Shares in our listed power companies suffered a blackout yesterday with around $2 billion in value wiped from the sector on worries the government will impose stricter rules to limit the growth of the biggest industry players.
I can’t remember a time when so many sectors are under close government scrutiny – but then again, we have an upcoming election and a federal government that is ruling with the thinnest of margins.
Shareholders in the country’s two largest listed power generators AGL and Origin are feeling the heat with their shares plunging 7% and 3.6%, respectively.
I also don’t need to point out the loss in value among our largest financial institutions like Commonwealth Bank of Australia (ASX: CBA), AMP Limited (ASX: AMP) and Westpac Banking Corp (ASX: WBC), which could be dealing with their own regulatory demon soon enough.
The news of recommended controls on power generators by the ACCC follows new allegations that the nation’s biggest toll road operator Transurban Group (ASX: TCL) is fleecing motorists. I am expecting the company to come under regulatory scrutiny as well given the climate of anger among consumers that is driving fear through the ranks of the political elite.

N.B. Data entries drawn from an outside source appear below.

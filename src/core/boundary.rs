//! Boundary classification from cell connectivity.
//!
//! A facet (edge in 2D, triangular face in 3D) is on the boundary when it
//! belongs to exactly one cell; a vertex is a boundary vertex when it lies
//! on a boundary facet. The boundary vertex *set* is invariant under edge
//! flips, so the marker is computed once at engine start and reused for
//! the whole run.

use rustc_hash::FxHashMap;
use smallvec::SmallVec;

use crate::core::mesh::{InvalidMeshError, Mesh};

/// Canonical (sorted) facet key: `D` vertex indices.
type FacetKey = SmallVec<[usize; 3]>;

/// Per-vertex boundary classification plus the boundary facets themselves.
///
/// The facet list and the vertex → incident-facet adjacency exist for the
/// curved boundary mode, which projects displaced boundary vertices back
/// onto their incident boundary facets.
#[derive(Clone, Debug)]
pub struct BoundaryMarker {
    is_boundary: Vec<bool>,
    boundary_facets: Vec<FacetKey>,
    incident_facets: Vec<SmallVec<[usize; 4]>>,
}

impl BoundaryMarker {
    /// Classifies every vertex of the mesh by counting facet incidences.
    ///
    /// # Errors
    ///
    /// Returns [`InvalidMeshError::NonManifoldFacet`] if any facet is
    /// shared by more than two cells.
    ///
    /// # Examples
    ///
    /// ```rust
    /// use relaxmesh::core::boundary::BoundaryMarker;
    /// use relaxmesh::core::mesh::Mesh;
    /// use relaxmesh::geometry::point::Point;
    /// use smallvec::smallvec;
    ///
    /// let mesh = Mesh::new(
    ///     vec![
    ///         Point::new([0.0, 0.0]),
    ///         Point::new([1.0, 0.0]),
    ///         Point::new([1.0, 1.0]),
    ///         Point::new([0.0, 1.0]),
    ///     ],
    ///     vec![smallvec![0, 1, 2], smallvec![0, 2, 3]],
    /// )
    /// .unwrap();
    ///
    /// let marker = BoundaryMarker::classify(&mesh).unwrap();
    /// // All four square corners are boundary vertices.
    /// assert_eq!(marker.boundary_vertex_count(), 4);
    /// ```
    pub fn classify<const D: usize>(mesh: &Mesh<D>) -> Result<Self, InvalidMeshError> {
        let mut facet_counts: FxHashMap<FacetKey, usize> = FxHashMap::default();
        for vertices in mesh.cells() {
            for omit in 0..vertices.len() {
                let mut facet: FacetKey = vertices
                    .iter()
                    .enumerate()
                    .filter(|(i, _)| *i != omit)
                    .map(|(_, &v)| v)
                    .collect();
                facet.sort_unstable();
                *facet_counts.entry(facet).or_insert(0) += 1;
            }
        }

        let mut is_boundary = vec![false; mesh.number_of_vertices()];
        let mut boundary_facets = Vec::new();
        let mut incident_facets = vec![SmallVec::new(); mesh.number_of_vertices()];
        for (facet, count) in facet_counts {
            match count {
                1 => {
                    let facet_id = boundary_facets.len();
                    for &v in &facet {
                        is_boundary[v] = true;
                        incident_facets[v].push(facet_id);
                    }
                    boundary_facets.push(facet);
                }
                2 => {}
                count => return Err(InvalidMeshError::NonManifoldFacet { count }),
            }
        }

        Ok(Self {
            is_boundary,
            boundary_facets,
            incident_facets,
        })
    }

    /// Whether `vertex` lies on the boundary.
    #[inline]
    #[must_use]
    pub fn is_boundary(&self, vertex: usize) -> bool {
        self.is_boundary[vertex]
    }

    /// Number of boundary vertices.
    #[must_use]
    pub fn boundary_vertex_count(&self) -> usize {
        self.is_boundary.iter().filter(|&&b| b).count()
    }

    /// All boundary facets, each a sorted list of `D` vertex indices.
    #[must_use]
    pub fn boundary_facets(&self) -> &[FacetKey] {
        &self.boundary_facets
    }

    /// Boundary facets incident to `vertex` (empty for interior vertices).
    #[must_use]
    pub fn incident_facets(&self, vertex: usize) -> &[usize] {
        &self.incident_facets[vertex]
    }

    /// Number of boundary vertices a cell touches.
    #[must_use]
    pub fn boundary_vertices_in(&self, vertices: &[usize]) -> usize {
        vertices.iter().filter(|&&v| self.is_boundary[v]).count()
    }
}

But coming back to AGL and Origin, the big thing from the ACCC’s recommendation is not what the regulator is encouraging, but what it’s discouraging. The competition watchdog doesn’t believe a forced break-up of the market dominant power generators (which includes privately owned Energy Australia) is the right way to go.
Such an outcome would be devastating for the sector. Instead, the ACCC is recommending a range of measures to curb the dominance of the three and to encourage real competition among vertically integrated players (meaning those who generate the power and who sells it to end-users).
This includes limiting their ability to make acquisitions or forcing them to offer hedging contracts to increase competition.
Losing market power is never a good thing for any company, but the magnitude of the sell-down in both AGL and Origin doesn’t look justified to me. The fact is, both stocks are not priced as though they are oligopolies.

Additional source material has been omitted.